Catalogs Each transition between catalog introduces inconsistencies. Every day, humans must deal with these by hand. Software produced by three different layers - experiment, grid, and site - and they don t auto-sync with each other. Solutions? None yet... Glad we didn t design DNS!

Get the data out What to do with the output of user jobs? Getting the data off the grid and closer to users is essential. Science happens when playing with data on laptops. Downloading data must be brain-dead easy, so Joe Q Physicist can download data. HTTP(s)? Some users have institutional computing resources larger than our data centers. We must be able to protect ourselves from (inadvertent) DOS attacks. Our storage elements are a bottleneck for users - good (protects sites from overload) or bad (slows science)?

Conditions distribution Conditions are metadata about the detector when the event data was recorded. Relatively small, can change quickly; being constantly improved. Experiments started by streaming database contents to sites. This turned into copying SQL-lite (or other format) database files around. A huge pain to track lots of small files!

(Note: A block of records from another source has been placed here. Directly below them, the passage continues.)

impl fmt::Display for Value {
    fn fmt(&self, f: &mut fmt::Formatter<'_>) -> fmt::Result {
        match self {
            Value::Interval(si) => write!(f, "{si}"),
            Value::Set(set) => {
                write!(f, "{{")?;
                for (i, si) in set.intervals().iter().enumerate() {
                    if i > 0 {
                        write!(f, ", ")?;
                    }
                    write!(f, "{si}")?;
                }
                write!(f, "}}")
            }
            Value::If(proxy) => write!(
                f,
                "If({}, {}, {})",
                proxy.condition, proxy.when_true, proxy.when_false
            ),
        }
    }
}
//! Arithmetic operations.
//!
//! Addition and subtraction run directly on the wrapped bounds with an
//! overflow check over cardinalities. Multiplication and division first
//! cut both operands at the poles, apply the wrapped single-piece
//! algorithm to every pair, and join the pieces back together.

use tracing::warn;

use crate::bits;

use super::StridedInterval;

/// Reduce an intermediate stride to the stored width.
fn clamp_stride(stride: u128) -> u64 {
    stride.min(u128::from(u64::MAX)) as u64
}

impl StridedInterval {
    /// Abstract addition.
    pub fn add(&self, other: &Self) -> Self {
        let (a, b, rev) = self.coerce_pair(other, true);
        a.add_kernel(&b).inherit_uninit(&a, &b).rewrap_reversed(rev)
    }

    /// Abstract subtraction.
    pub fn sub(&self, other: &Self) -> Self {
        let (a, b, rev) = self.coerce_pair(other, true);
        a.sub_kernel(&b).inherit_uninit(&a, &b).rewrap_reversed(rev)
    }

    /// Abstract negation, `0 - self`.
    pub fn neg(&self) -> Self {
        let si = self.for_unary();
        StridedInterval::make(si.bits, 0, 0, 0)
            .sub_kernel(&si)
            .inherit_uninit_from(self)
    }

    /// Abstract multiplication.
    pub fn mul(&self, other: &Self) -> Self {
        let (a, b, rev) = self.coerce_pair(other, true);
        a.mul_kernel(&b).inherit_uninit(&a, &b).rewrap_reversed(rev)
    }

    /// Abstract unsigned division.
    pub fn udiv(&self, other: &Self) -> Self {
        let (a, b, rev) = self.coerce_pair(other, true);
        a.udiv_kernel(&b).inherit_uninit(&a, &b).rewrap_reversed(rev)
    }

    /// Abstract signed division, truncating toward zero.
    pub fn sdiv(&self, other: &Self) -> Self {
        let (a, b, rev) = self.coerce_pair(other, true);
        a.sdiv_kernel(&b).inherit_uninit(&a, &b).rewrap_reversed(rev)
    }

    /// Abstract remainder.
    ///
    /// Exact for a pair of singletons; any other shape degrades to
    /// `1[0, divisor_max - 1]`.
    pub fn rem(&self, other: &Self) -> Self {
        let (a, b, rev) = self.coerce_pair(other, true);
        a.rem_kernel(&b).inherit_uninit(&a, &b).rewrap_reversed(rev)
    }

    //
    // Kernels: operands share a width and carry no reverse flag.
    //

    /// Whether adding (or subtracting) the operands can step across the
    /// whole ring: the sum of bound-interval cardinalities exceeds
    /// `2^w - 1`.
    fn wrapped_overflow(a: &Self, b: &Self) -> bool {
        let card_a = if a.is_integer() && a.lower_bound == 0 {
            0
        } else {
            bits::wrapped_cardinality(a.lower_bound, a.upper_bound, a.bits)
        };
        let card_b = if b.is_integer() && b.lower_bound == 0 {
            0
        } else {
            bits::wrapped_cardinality(b.lower_bound, b.upper_bound, b.bits)
        };
        card_a + card_b > u128::from(bits::max_int(a.bits))
    }

    fn add_kernel(&self, b: &Self) -> Self {
        let w = self.bits;
        if self.is_empty() || b.is_empty() {
            return Self::empty_unchecked(w);
        }
        if Self::wrapped_overflow(self, b) {
            return Self::top_unchecked(w);
        }

        let lb = bits::madd(self.lower_bound, b.lower_bound, w);
        let ub = bits::madd(self.upper_bound, b.upper_bound, w);

        // Adding an interval to itself doubles every element; for distinct
        // operands only the gcd of the strides is sound.
        let stride = if self.name == b.name {
            clamp_stride(u128::from(self.stride) * 2)
        } else {
            bits::gcd(self.stride, b.stride)
        };

        Self::make(w, stride, lb, ub)
    }

    fn sub_kernel(&self, b: &Self) -> Self {
        let w = self.bits;
        if self.is_empty() || b.is_empty() {
            return Self::empty_unchecked(w);
        }
        if Self::wrapped_overflow(self, b) {
            return Self::top_unchecked(w);
        }

        let lb = bits::msub(self.lower_bound, b.upper_bound, w);
        let ub = bits::msub(self.upper_bound, b.lower_bound, w);
        let stride = bits::gcd(self.stride, b.stride);

        Self::make(w, stride, lb, ub)
    }

    fn mul_kernel(&self, o: &Self) -> Self {
        let w = self.bits;
        if self.is_empty() || o.is_empty() {
            return Self::empty_unchecked(w);
        }

        if self.is_integer() && o.is_integer() {
            let product = u128::from(self.lower_bound) * u128::from(o.lower_bound);
            if product > u128::from(bits::max_int(w)) {
                warn!(interval = %self, "overflow in singleton multiplication");
            }
            let masked = (product & u128::from(bits::max_int(w))) as u64;
            return Self::make(w, 0, masked, masked);
        }

        // Cut at both poles so each piece-pair has a fixed sign quadrant,
        // then meet the unsigned and signed over-approximations.
        let mut pieces = Vec::new();
        for si1 in self.psplit() {
            for si2 in o.psplit() {
                let unsigned = Self::wrapped_unsigned_mul(&si1, &si2);
                let signed = Self::wrapped_signed_mul(&si1, &si2);
                pieces.extend(unsigned.intersect_kernel(&signed));
            }
        }
        Self::least_upper_bound(w, &pieces)
    }

    /// Stride of a product where one operand may be a constant.
    fn mul_stride(a: &Self, b: &Self) -> u128 {
        if b.is_integer() {
            u128::from(a.stride) * bits::to_signed(b.lower_bound, b.bits).unsigned_abs()
        } else if a.is_integer() {
            bits::to_signed(a.lower_bound, a.bits).unsigned_abs() * u128::from(b.stride)
        } else {
            u128::from(bits::gcd(a.stride, b.stride))
        }
    }

    fn wrapped_unsigned_mul(a: &Self, b: &Self) -> Self {
        let w = a.bits;
        let lb = u128::from(a.lower_bound) * u128::from(b.lower_bound);
        let ub = u128::from(a.upper_bound) * u128::from(b.upper_bound);

        if ub - lb < (1u128 << w) {
            let stride = clamp_stride(Self::mul_stride(a, b));
            let m = u128::from(bits::max_int(w));
            Self::make(w, stride, (lb & m) as u64, (ub & m) as u64)
        } else {
            Self::top_unchecked(w)
        }
    }

    fn wrapped_signed_mul(a: &Self, b: &Self) -> Self {
        let w = a.bits;
        let a_lb_pos = bits::is_msb_zero(a.lower_bound, w);
        let a_ub_pos = bits::is_msb_zero(a.upper_bound, w);
        let b_lb_pos = bits::is_msb_zero(b.lower_bound, w);
        let b_ub_pos = bits::is_msb_zero(b.upper_bound, w);

        let stride = clamp_stride(Self::mul_stride(a, b));
        let span = 1i128 << w;

        if a_lb_pos && a_ub_pos && b_lb_pos && b_ub_pos {
            // [2, 5] * [10, 20] = [20, 100]
            let lb = i128::from(a.lower_bound) * i128::from(b.lower_bound);
            let ub = i128::from(a.upper_bound) * i128::from(b.upper_bound);
            if ub - lb < span {
                Self::make_signed(w, stride, lb, ub)
            } else {
                Self::top_unchecked(w)
            }
        } else if !a_lb_pos && !a_ub_pos && !b_lb_pos && !b_ub_pos {
            // [-5, -2] * [-20, -10] = [20, 100]
            let lb = bits::to_signed(a.upper_bound, w) * bits::to_signed(b.upper_bound, w);
            let ub = bits::to_signed(a.lower_bound, w) * bits::to_signed(b.lower_bound, w);
            if ub - lb < span {
                Self::make_signed(w, stride, lb, ub)
            } else {
                Self::top_unchecked(w)
            }
        } else if !a_lb_pos && !a_ub_pos && b_lb_pos && b_ub_pos {
            // [-10, -2] * [2, 5] = [-50, -4]
            let lb = bits::to_signed(a.lower_bound, w) * i128::from(b.upper_bound);
            let ub = bits::to_signed(a.upper_bound, w) * i128::from(b.lower_bound);
            if ub - lb < span {
                Self::make_signed(w, stride, lb, ub)
            } else {
                Self::top_unchecked(w)
            }
        } else if a_lb_pos && a_ub_pos && !b_lb_pos && !b_ub_pos {
            // [2, 10] * [-5, -2] = [-50, -4]
            let lb = i128::from(a.upper_bound) * bits::to_signed(b.lower_bound, w);
            let ub = i128::from(a.lower_bound) * bits::to_signed(b.upper_bound, w);
            if ub - lb < span {
                Self::make_signed(w, stride, lb, ub)
            } else {
                Self::top_unchecked(w)
            }
        } else {
            // A pole-split piece cannot mix sign quadrants.
            debug_assert!(false, "sign quadrants mixed after pole split");
            Self::top_unchecked(w)
        }
    }

    fn udiv_kernel(&self, o: &Self) -> Self {
        let w = self.bits;
        let mut results = Vec::new();
        for dividend in self.ssplit() {
            for divisor in o.ssplit() {
                results.push(Self::wrapped_unsigned_div(&dividend, &divisor));
            }
        }
        Self::least_upper_bound(w, &results)
    }

    fn sdiv_kernel(&self, o: &Self) -> Self {
        let w = self.bits;
        let mut results = Vec::new();
        for dividend in self.psplit() {
            for divisor in o.psplit() {
                results.push(Self::wrapped_signed_div(&dividend, &divisor));
            }
        }
        Self::least_upper_bound(w, &results)
    }

    /// Nudge a divisor interval off zero, or report that it is exactly
    /// `{0}`.
    fn nonzero_divisor(b: &Self) -> Option<(u64, u64)> {
        let w = b.bits;
        let mut lb = b.lower_bound;
        let mut ub = b.upper_bound;
        if lb == 0 {
            if ub == 0 {
                return None;
            }
            lb += 1;
        }
        if ub == 0 {
            ub = bits::msub(0, 1, w);
        }
        Some((lb, ub))
    }

    fn wrapped_unsigned_div(a: &Self, b: &Self) -> Self {
        let w = a.bits;
        let Some((divisor_lb, divisor_ub)) = Self::nonzero_divisor(b) else {
            return Self::empty_unchecked(w);
        };

        let lb = a.lower_bound / divisor_ub;
        let ub = a.upper_bound / divisor_lb;

        Self::make(w, 1, lb, ub)
    }

    fn wrapped_signed_div(a: &Self, b: &Self) -> Self {
        let w = a.bits;
        let Some((divisor_lb, divisor_ub)) = Self::nonzero_divisor(b) else {
            return Self::empty_unchecked(w);
        };

        let dividend_positive = bits::is_msb_zero(a.lower_bound, w);
        let divisor_positive = bits::is_msb_zero(b.lower_bound, w);

        let (lb, ub) = if dividend_positive && divisor_positive {
            (
                i128::from(a.lower_bound) / i128::from(divisor_ub),
                i128::from(a.upper_bound) / i128::from(divisor_lb),
            )
        } else if dividend_positive {
            // + / -
            (
                i128::from(a.upper_bound) / bits::to_signed(divisor_ub, w),
                i128::from(a.lower_bound) / bits::to_signed(divisor_lb, w),
            )
        } else if divisor_positive {
            // - / +
            (
                bits::to_signed(a.lower_bound, w) / i128::from(divisor_lb),
                bits::to_signed(a.upper_bound, w) / i128::from(divisor_ub),
            )
        } else {
            // - / -
            (
                bits::to_signed(a.upper_bound, w) / bits::to_signed(divisor_lb, w),
                bits::to_signed(a.lower_bound, w) / bits::to_signed(divisor_ub, w),
            )
        };

        Self::make_signed(w, 1, lb, ub)
    }

    fn rem_kernel(&self, o: &Self) -> Self {
        let w = self.bits;
        if self.is_empty() || o.is_empty() {
            return Self::empty_unchecked(w);
        }
        if self.is_integer() && o.is_integer() {
            if o.lower_bound == 0 {
                return Self::empty_unchecked(w);
            }
            let r = self.lower_bound % o.lower_bound;
            return Self::make(w, 0, r, r);
        }
        Self::make(w, 1, 0, bits::msub(o.upper_bound, 1, w))
    }
}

Conditions distribution Conditions data is now transported through hierarchy of HTTP caches. Top-level is a Java web servlet at CERN. Each site has a local squid cache. Data transfer and access is 100% transparent to user, fast, and repeated accesses are low-latency. Thought: Can such a system scale from metadata to the real event data? Users understand how to use HTTP(s) more than grid protocols! Can we think of the LHC as a contentdistribution network?

Futures In the 1990 s, we had a distributed object-oriented database model of DM. In the 2000 s, we had a hierarchical(ish) explicit file management and movement model. Solutions to central workflows are in hand. In the 2010 s, it is about the physicist! Implicit instead of explicit placement? Reduce complexity to increase reliability for the end-user?

Futures We have a hard rule about data being in place before jobs are sent. Not very cloud-like. Done because in 1996 we thought the networks were fragile. But today s networks are pretty impressive! cycles if we can t stream data? How can we take advantage of opportunistic CPU Can we start jobs if 95% of the data is in place? 75? Is it quicker to retransfer files from another site instead of pulling it from tape? Should one copy always be on disk to avoid tape latency?

Conclusions The LHC has been working on managing data at the petascale for 15+ years. This led to a common model that solidified in 2005, and we have been working to make it production ready since. The CS research is 1/5 of the effort necessary to make something reliable in production. There has been continuous evolution of our data models to this point - and all signs point to continued innovation.

Departing Thoughts The most important physics is done on the laptop, not the cluster. Data management on the LHC is about reliably and quickly transforming 1PB of data to the 1GB the user cares about.